Goal of the exercise: Write down exactly the lines of the records below, beginning with the first and ending with the line that includes "Blink unit selection.".

Extracted data entries:
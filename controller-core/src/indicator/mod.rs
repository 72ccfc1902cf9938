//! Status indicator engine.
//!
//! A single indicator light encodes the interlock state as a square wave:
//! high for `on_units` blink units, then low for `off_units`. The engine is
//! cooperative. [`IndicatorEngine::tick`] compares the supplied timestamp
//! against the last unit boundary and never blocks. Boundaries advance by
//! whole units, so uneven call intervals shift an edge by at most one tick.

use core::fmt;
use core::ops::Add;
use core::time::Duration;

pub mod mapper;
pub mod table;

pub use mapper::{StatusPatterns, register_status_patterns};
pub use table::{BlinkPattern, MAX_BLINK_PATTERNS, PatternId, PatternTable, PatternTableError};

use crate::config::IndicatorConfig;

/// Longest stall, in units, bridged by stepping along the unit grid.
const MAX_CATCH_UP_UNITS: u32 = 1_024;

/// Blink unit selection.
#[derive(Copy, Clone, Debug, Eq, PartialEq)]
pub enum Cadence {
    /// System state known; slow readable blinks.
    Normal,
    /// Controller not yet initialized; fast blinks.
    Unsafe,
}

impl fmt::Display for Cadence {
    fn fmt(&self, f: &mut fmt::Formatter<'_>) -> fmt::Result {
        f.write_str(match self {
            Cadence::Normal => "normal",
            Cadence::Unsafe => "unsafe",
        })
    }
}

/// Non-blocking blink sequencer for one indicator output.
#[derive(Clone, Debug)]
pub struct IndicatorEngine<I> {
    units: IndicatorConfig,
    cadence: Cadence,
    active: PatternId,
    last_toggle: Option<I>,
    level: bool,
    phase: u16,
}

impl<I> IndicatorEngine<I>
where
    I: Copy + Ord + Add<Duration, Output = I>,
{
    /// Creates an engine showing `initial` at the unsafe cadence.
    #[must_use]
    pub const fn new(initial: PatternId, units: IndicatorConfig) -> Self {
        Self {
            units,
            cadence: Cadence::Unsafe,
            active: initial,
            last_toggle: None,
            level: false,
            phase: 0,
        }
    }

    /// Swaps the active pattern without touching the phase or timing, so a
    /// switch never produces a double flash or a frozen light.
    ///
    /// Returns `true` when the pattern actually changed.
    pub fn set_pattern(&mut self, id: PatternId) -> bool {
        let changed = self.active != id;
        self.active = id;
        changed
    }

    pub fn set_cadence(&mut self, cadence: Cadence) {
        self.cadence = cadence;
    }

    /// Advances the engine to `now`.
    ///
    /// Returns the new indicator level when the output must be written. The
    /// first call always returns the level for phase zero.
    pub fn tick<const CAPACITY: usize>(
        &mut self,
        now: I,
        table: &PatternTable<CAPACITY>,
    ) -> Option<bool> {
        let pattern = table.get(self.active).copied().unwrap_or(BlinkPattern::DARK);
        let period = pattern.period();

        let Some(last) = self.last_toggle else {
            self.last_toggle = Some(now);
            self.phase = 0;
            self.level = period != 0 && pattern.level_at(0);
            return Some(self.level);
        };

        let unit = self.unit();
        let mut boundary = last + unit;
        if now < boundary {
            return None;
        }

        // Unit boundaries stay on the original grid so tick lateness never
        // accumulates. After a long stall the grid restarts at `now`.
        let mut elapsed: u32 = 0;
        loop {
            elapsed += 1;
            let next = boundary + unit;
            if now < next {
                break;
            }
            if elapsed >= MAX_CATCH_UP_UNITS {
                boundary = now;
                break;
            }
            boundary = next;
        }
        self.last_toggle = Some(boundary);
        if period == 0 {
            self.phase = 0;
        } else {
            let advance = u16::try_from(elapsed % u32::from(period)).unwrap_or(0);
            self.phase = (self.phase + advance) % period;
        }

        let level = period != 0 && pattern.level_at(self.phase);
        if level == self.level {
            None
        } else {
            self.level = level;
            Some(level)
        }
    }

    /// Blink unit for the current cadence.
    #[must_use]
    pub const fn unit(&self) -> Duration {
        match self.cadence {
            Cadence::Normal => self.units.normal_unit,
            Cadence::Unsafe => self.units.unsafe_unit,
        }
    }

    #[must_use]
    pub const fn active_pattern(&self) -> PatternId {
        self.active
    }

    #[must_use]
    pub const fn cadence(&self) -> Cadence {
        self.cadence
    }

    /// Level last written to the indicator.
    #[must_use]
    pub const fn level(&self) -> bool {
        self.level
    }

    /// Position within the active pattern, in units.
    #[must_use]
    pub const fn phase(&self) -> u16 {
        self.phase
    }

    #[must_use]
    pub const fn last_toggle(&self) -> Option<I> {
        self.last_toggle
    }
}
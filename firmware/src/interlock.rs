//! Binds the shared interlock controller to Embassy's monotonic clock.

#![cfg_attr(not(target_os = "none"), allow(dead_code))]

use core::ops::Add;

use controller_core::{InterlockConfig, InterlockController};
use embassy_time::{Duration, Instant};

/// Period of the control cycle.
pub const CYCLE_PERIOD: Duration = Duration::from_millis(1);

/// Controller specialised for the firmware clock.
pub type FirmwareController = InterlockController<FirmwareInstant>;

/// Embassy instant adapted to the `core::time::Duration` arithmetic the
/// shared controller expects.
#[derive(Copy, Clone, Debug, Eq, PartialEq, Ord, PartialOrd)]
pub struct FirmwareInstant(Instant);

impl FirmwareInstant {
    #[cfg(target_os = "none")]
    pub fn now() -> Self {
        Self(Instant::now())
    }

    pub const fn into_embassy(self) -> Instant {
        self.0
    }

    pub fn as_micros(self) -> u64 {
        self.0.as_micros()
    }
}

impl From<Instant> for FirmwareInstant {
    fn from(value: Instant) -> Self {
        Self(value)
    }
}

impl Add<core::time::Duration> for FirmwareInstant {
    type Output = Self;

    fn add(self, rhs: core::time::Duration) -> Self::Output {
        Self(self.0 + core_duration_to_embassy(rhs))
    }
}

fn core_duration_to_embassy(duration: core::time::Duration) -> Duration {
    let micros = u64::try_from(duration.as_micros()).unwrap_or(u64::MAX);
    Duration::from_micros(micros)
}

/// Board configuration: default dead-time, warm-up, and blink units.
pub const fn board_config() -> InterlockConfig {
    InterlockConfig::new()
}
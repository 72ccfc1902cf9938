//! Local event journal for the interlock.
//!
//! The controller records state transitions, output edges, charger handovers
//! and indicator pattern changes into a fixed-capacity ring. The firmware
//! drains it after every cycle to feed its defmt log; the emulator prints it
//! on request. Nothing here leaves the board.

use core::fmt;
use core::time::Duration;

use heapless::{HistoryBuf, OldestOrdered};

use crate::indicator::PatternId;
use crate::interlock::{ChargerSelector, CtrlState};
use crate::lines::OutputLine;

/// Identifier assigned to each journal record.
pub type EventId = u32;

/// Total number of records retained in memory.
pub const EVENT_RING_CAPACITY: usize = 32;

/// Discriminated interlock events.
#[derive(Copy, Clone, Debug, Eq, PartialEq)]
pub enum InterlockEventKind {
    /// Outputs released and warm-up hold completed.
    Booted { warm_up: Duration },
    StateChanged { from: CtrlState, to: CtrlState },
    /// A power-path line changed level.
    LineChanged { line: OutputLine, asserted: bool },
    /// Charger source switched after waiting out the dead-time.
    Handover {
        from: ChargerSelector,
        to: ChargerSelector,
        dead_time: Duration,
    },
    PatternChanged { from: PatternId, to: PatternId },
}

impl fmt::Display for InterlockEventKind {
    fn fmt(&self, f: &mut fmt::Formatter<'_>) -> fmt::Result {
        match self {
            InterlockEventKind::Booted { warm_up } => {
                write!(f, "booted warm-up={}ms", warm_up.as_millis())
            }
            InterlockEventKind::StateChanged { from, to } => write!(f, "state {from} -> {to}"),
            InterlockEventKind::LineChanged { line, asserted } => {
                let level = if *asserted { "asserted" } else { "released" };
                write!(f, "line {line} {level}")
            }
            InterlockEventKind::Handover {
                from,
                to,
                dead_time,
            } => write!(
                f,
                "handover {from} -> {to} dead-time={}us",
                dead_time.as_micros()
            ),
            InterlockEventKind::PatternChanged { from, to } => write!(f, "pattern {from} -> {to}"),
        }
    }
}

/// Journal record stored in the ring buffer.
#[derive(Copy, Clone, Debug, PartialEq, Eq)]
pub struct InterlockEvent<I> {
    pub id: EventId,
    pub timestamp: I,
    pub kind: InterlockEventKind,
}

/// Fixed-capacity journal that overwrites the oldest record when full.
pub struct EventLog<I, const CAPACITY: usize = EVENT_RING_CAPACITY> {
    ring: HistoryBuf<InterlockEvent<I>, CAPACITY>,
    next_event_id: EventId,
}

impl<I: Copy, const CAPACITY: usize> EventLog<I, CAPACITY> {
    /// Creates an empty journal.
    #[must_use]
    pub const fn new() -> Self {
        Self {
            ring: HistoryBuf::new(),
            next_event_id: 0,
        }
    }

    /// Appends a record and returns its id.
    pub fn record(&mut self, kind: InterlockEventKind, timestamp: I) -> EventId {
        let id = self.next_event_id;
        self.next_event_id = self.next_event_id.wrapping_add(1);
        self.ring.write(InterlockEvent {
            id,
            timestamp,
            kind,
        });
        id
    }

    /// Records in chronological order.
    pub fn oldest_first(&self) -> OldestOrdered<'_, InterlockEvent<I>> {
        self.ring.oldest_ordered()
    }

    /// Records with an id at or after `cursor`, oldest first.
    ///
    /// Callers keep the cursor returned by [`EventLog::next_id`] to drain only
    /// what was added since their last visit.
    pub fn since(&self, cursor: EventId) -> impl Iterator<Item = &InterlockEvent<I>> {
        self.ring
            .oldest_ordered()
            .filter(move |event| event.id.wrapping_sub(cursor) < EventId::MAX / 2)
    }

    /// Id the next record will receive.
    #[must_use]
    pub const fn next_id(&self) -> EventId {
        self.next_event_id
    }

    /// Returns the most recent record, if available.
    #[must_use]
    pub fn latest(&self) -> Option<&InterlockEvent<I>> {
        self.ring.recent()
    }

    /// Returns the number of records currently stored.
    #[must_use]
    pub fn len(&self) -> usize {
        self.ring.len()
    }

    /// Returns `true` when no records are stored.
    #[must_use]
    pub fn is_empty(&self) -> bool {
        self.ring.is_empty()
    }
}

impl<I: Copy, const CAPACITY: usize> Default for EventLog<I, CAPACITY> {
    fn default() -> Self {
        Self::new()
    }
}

Answer to this problem:
filename controller-core/src/indicator/mod.rs
repository 72ccfc1902cf9938
//! Status indicator engine.
//!
//! A single indicator light encodes the interlock state as a square wave:
//! high for `on_units` blink units, then low for `off_units`. The engine is
//! cooperative. [`IndicatorEngine::tick`] compares the supplied timestamp
//! against the last unit boundary and never blocks. Boundaries advance by
//! whole units, so uneven call intervals shift an edge by at most one tick.

use core::fmt;
use core::ops::Add;
use core::time::Duration;

pub mod mapper;
pub mod table;

pub use mapper::{StatusPatterns, register_status_patterns};
pub use table::{BlinkPattern, MAX_BLINK_PATTERNS, PatternId, PatternTable, PatternTableError};

use crate::config::IndicatorConfig;

/// Longest stall, in units, bridged by stepping along the unit grid.
const MAX_CATCH_UP_UNITS: u32 = 1_024;

/// Blink unit selection.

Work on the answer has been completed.